An Evening With Wee Daniel
- Chris O'Rourke
- 2 hours ago
- 2 min read

**
‘Up in Donegal,’ the award winning An Evening With Wee Daniel tells us, ‘things are different’. Different not necessarily being as interesting as you might have hoped. Aoife Sweeney O'Connor's one person love poem to all things Dunloe preaching to the faithful. In which Donegal looks like it got stuck in a Workman’s Club cabaret in the 1970s. Even though Dunloe seems remarkably contemporary in its acceptance of gay and non-binary people like Sweeney O’Connor. Leaving this troubled tale of self-acceptance low on drama and high on kitsch. The cheap kind, like the sparkly gold tinsel serving as a backdrop for the simple conceit of a Daniel O’Donnell show on which Sweeney O’Connor tells her story. An uneasy telling of a weak tale interspersed with impressions, gags, and so so songs, aside from one rather stunning ballad. Sweeney O’Connor’s song and comedy act leaving you apt to check if you read the name right? Was it An Evening With Wee Daniel, or An Evening With Twee Daniel?
Like ET, An Evening With Wee Daniel is shamelessly sentimental. Emotional manipulation concealing a multitude of sins. Which is not to devalue Sweeney O’Connor’s autobiographical revelations. But rather to say that to truly engage the story has to be truly engaging, not just the character. Both leave something to be desired. Much and all as you feel for the loss of a mother, her loss being shoehorned in near the end following a brief flash of foreshadowing very early on feels like you’re being played. Otherwise there's no drama, no stakes, and its Daniel O’Donnell themed cabaret is not up to the standard it needed to be, riddled as it is with predictable cliches. Then there’s character. While Sweeney O'Connor oozes charm and charisma, the Daniel O'Donnell suit and mannerisms are so integrated it’s hard to know who is Sweeney O'Connor at times. The result less self-acceptance so much as a more polished mask to hide behind. A drag act concealing rather than revealing the artist in a confessional work that confesses to nothing.

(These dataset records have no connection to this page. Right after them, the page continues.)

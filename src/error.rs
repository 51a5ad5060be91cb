//! Crate-level error types.

use std::fmt;

/// Errors produced by the postfx crate.
///
/// Selection, blend and material operations never fail; errors only come
/// from shader composition and options I/O.
#[derive(Debug)]
pub enum PostFxError {
    /// WGSL parse or `#import` resolution failure.
    ShaderCompose(String),
    /// A composed shader module failed naga validation.
    ShaderValidation(String),
    /// TOML options parsing/serialization failure.
    OptionsParse(String),
    /// Generic I/O failure.
    Io(std::io::Error),
}

impl fmt::Display for PostFxError {
    fn fmt(&self, f: &mut fmt::Formatter<'_>) -> fmt::Result {
        match self {
            Self::ShaderCompose(msg) => {
                write!(f, "shader composition error: {msg}")
            }
            Self::ShaderValidation(msg) => {
                write!(f, "shader validation error: {msg}")
            }
            Self::OptionsParse(msg) => {
                write!(f, "options parse error: {msg}")
            }
            Self::Io(e) => write!(f, "I/O error: {e}"),
        }
    }
}

impl std::error::Error for PostFxError {
    fn source(&self) -> Option<&(dyn std::error::Error + 'static)> {
        match self {
            Self::Io(e) => Some(e),
            _ => None,
        }
    }
}

impl From<std::io::Error> for PostFxError {
    fn from(e: std::io::Error) -> Self {
        Self::Io(e)
    }
}
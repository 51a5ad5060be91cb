//! Parameterized shader materials.
//!
//! A material is a typed bag of shader parameters. It does no rendering on
//! its own: a pass scheduler resizes it, points it at an input image, tweaks
//! per-iteration values, and uploads the result as uniforms.

mod kawase_blur;

pub use kawase_blur::{
    build_shader as build_kawase_blur_shader,
    build_shader_naga as build_kawase_blur_shader_naga, KawaseBlurMaterial,
    KawaseBlurUniforms, SHADER as KAWASE_BLUR_SHADER,
};

/// Something whose parameters depend on the render target resolution.
pub trait Resizable {
    /// Update resolution-dependent parameters for a `width` x `height`
    /// target.
    fn set_size(&mut self, width: u32, height: u32);
}
//! GPU-facing helpers shared by the passes.
//!
//! Bind group layout entries, typed uniform buffers, and WGSL shader
//! composition.

/// Shared wgpu bind group layout entries for screen-space passes.
pub mod pipeline_helpers;
/// WGSL shader composition with `#import` support via naga-oil.
pub mod shader_composer;
/// Typed single-value uniform buffers.
pub mod uniform_buffer;

pub use shader_composer::ShaderComposer;
pub use uniform_buffer::UniformBuffer;
use std::cell::Cell;
use std::fmt;
use std::rc::Rc;

/// A shared, single-threaded uniform value.
///
/// Clones share the same storage cell, so the owner of a parameter and the
/// code that uploads it each frame always see the same value.
pub struct Uniform<T: Copy> {
    value: Rc<Cell<T>>,
}

impl<T: Copy> Uniform<T> {
    /// New cell holding `value`.
    #[must_use]
    pub fn new(value: T) -> Self {
        Self {
            value: Rc::new(Cell::new(value)),
        }
    }

    /// Current value.
    #[must_use]
    pub fn get(&self) -> T {
        self.value.get()
    }

    /// Replace the value.
    pub fn set(&self, value: T) {
        self.value.set(value);
    }

    /// Whether both handles point at the same cell.
    #[must_use]
    pub fn shares_storage(&self, other: &Self) -> bool {
        Rc::ptr_eq(&self.value, &other.value)
    }
}

impl<T: Copy> Clone for Uniform<T> {
    fn clone(&self) -> Self {
        Self {
            value: Rc::clone(&self.value),
        }
    }
}

impl<T: Copy + Default> Default for Uniform<T> {
    fn default() -> Self {
        Self::new(T::default())
    }
}

impl<T: Copy + fmt::Debug> fmt::Debug for Uniform<T> {
    fn fmt(&self, f: &mut fmt::Formatter<'_>) -> fmt::Result {
        f.debug_tuple("Uniform").field(&self.get()).finish()
    }
}
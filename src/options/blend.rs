use schemars::JsonSchema;
use serde::{Deserialize, Serialize};

use crate::blend::BlendFunction;

/// Blend function and opacity used to composite an effect.
#[derive(Debug, Clone, Serialize, Deserialize, PartialEq, JsonSchema)]
#[schemars(title = "Blending", inline)]
#[serde(default)]
pub struct BlendOptions {
    /// How the effect color is combined with the base color.
    #[schemars(title = "Blend Function")]
    pub function: BlendFunction,
    /// Opacity of the effect color.
    #[schemars(title = "Opacity", range(min = 0.0, max = 1.0), extend("step" = 0.01))]
    pub opacity: f32,
}

impl Default for BlendOptions {
    fn default() -> Self {
        Self {
            function: BlendFunction::Normal,
            opacity: 1.0,
        }
    }
}
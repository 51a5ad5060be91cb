//! Typed uniform buffers for per-frame parameter upload.

use std::marker::PhantomData;

use wgpu::util::DeviceExt;

/// A `UNIFORM | COPY_DST` buffer holding exactly one `T`.
///
/// Parameter containers (blend modes, blur materials) expose their current
/// values as a `Pod` struct; the pass rewrites this buffer from it before
/// drawing.
pub struct UniformBuffer<T> {
    buffer: wgpu::Buffer,
    _marker: PhantomData<T>,
}

impl<T: bytemuck::Pod> UniformBuffer<T> {
    /// Size of the uploaded value in bytes.
    pub const SIZE: u64 = size_of::<T>() as u64;

    /// Create the buffer initialized with `value`.
    #[must_use]
    pub fn new(device: &wgpu::Device, label: &str, value: &T) -> Self {
        let buffer =
            device.create_buffer_init(&wgpu::util::BufferInitDescriptor {
                label: Some(label),
                contents: bytemuck::bytes_of(value),
                usage: wgpu::BufferUsages::UNIFORM
                    | wgpu::BufferUsages::COPY_DST,
            });
        Self {
            buffer,
            _marker: PhantomData,
        }
    }

    /// Queue a rewrite of the whole buffer with `value`.
    pub fn write(&self, queue: &wgpu::Queue, value: &T) {
        queue.write_buffer(&self.buffer, 0, bytemuck::bytes_of(value));
    }

    /// The underlying GPU buffer.
    #[must_use]
    pub fn buffer(&self) -> &wgpu::Buffer {
        &self.buffer
    }

    /// Binding resource covering the whole buffer.
    #[must_use]
    pub fn binding(&self) -> wgpu::BindingResource<'_> {
        self.buffer.as_entire_binding()
    }
}

impl<T> std::fmt::Debug for UniformBuffer<T> {
    fn fmt(&self, f: &mut std::fmt::Formatter<'_>) -> std::fmt::Result {
        f.debug_struct("UniformBuffer")
            .field("type", &std::any::type_name::<T>())
            .finish_non_exhaustive()
    }
}

#[cfg(test)]
mod tests {
    use super::*;
    use crate::blend::BlendUniforms;
    use crate::materials::KawaseBlurUniforms;

    #[test]
    fn uniform_sizes_are_16_byte_multiples() {
        assert_eq!(UniformBuffer::<BlendUniforms>::SIZE, 16);
        assert_eq!(UniformBuffer::<KawaseBlurUniforms>::SIZE, 32);
    }
}
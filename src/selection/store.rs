//! Lookup from object handles to their layer masks.

use std::collections::HashMap;
use std::hash::{BuildHasher, Hash};

use super::layers::{Layered, Layers};

/// Resolves an object handle to the layer mask it owns.
///
/// The scene graph owns the objects; a [`Selection`](super::Selection) only
/// holds handles and reaches the masks through this trait. Returning `None`
/// means the handle does not name a live object.
pub trait LayerStore<K: ?Sized> {
    /// Mutable access to the mask of `key`, if the object exists.
    fn layers_mut(&mut self, key: &K) -> Option<&mut Layers>;
}

impl<K, V, S> LayerStore<K> for HashMap<K, V, S>
where
    K: Eq + Hash,
    V: Layered,
    S: BuildHasher,
{
    fn layers_mut(&mut self, key: &K) -> Option<&mut Layers> {
        self.get_mut(key).map(Layered::layers_mut)
    }
}

impl<V: Layered> LayerStore<usize> for [V] {
    fn layers_mut(&mut self, key: &usize) -> Option<&mut Layers> {
        self.get_mut(*key).map(Layered::layers_mut)
    }
}

impl<V: Layered> LayerStore<usize> for Vec<V> {
    fn layers_mut(&mut self, key: &usize) -> Option<&mut Layers> {
        self.as_mut_slice().layers_mut(key)
    }
}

Purporting to speak about growing up gay and non-binary in Donegal, it doesn’t really. Indeed, when Sweeney O'Connor begins to look around to find like-minded souls, it doesn't seem they suffered social dislocation so much as they hadn't noticed them before. They were there all the time, happy in a community happy to have them. Which doesn’t give credence to the primary theme of marrying a sense of being non-binary with a sense of belonging to Donegal. Falling short, like much of the humour and songs, unless you’re in on the Donegal in jokes, which evoke a Jury's Hotel Irish Evening with Hal Roach. Still, like Born Again Christians, or The Moonies, or Daniel O’Donnell fans, a devoted cult following is sure to enjoy the local colour of An Evening With Wee Daniel which satisfies their leanings. For everyone else it suggests Sweeney O’Connor has something going on. But we’re only afforded a glimpse of it.
An Evening With Wee Daniel by Aoife Sweeney O’Connor, runs at The New Theatre until June 21.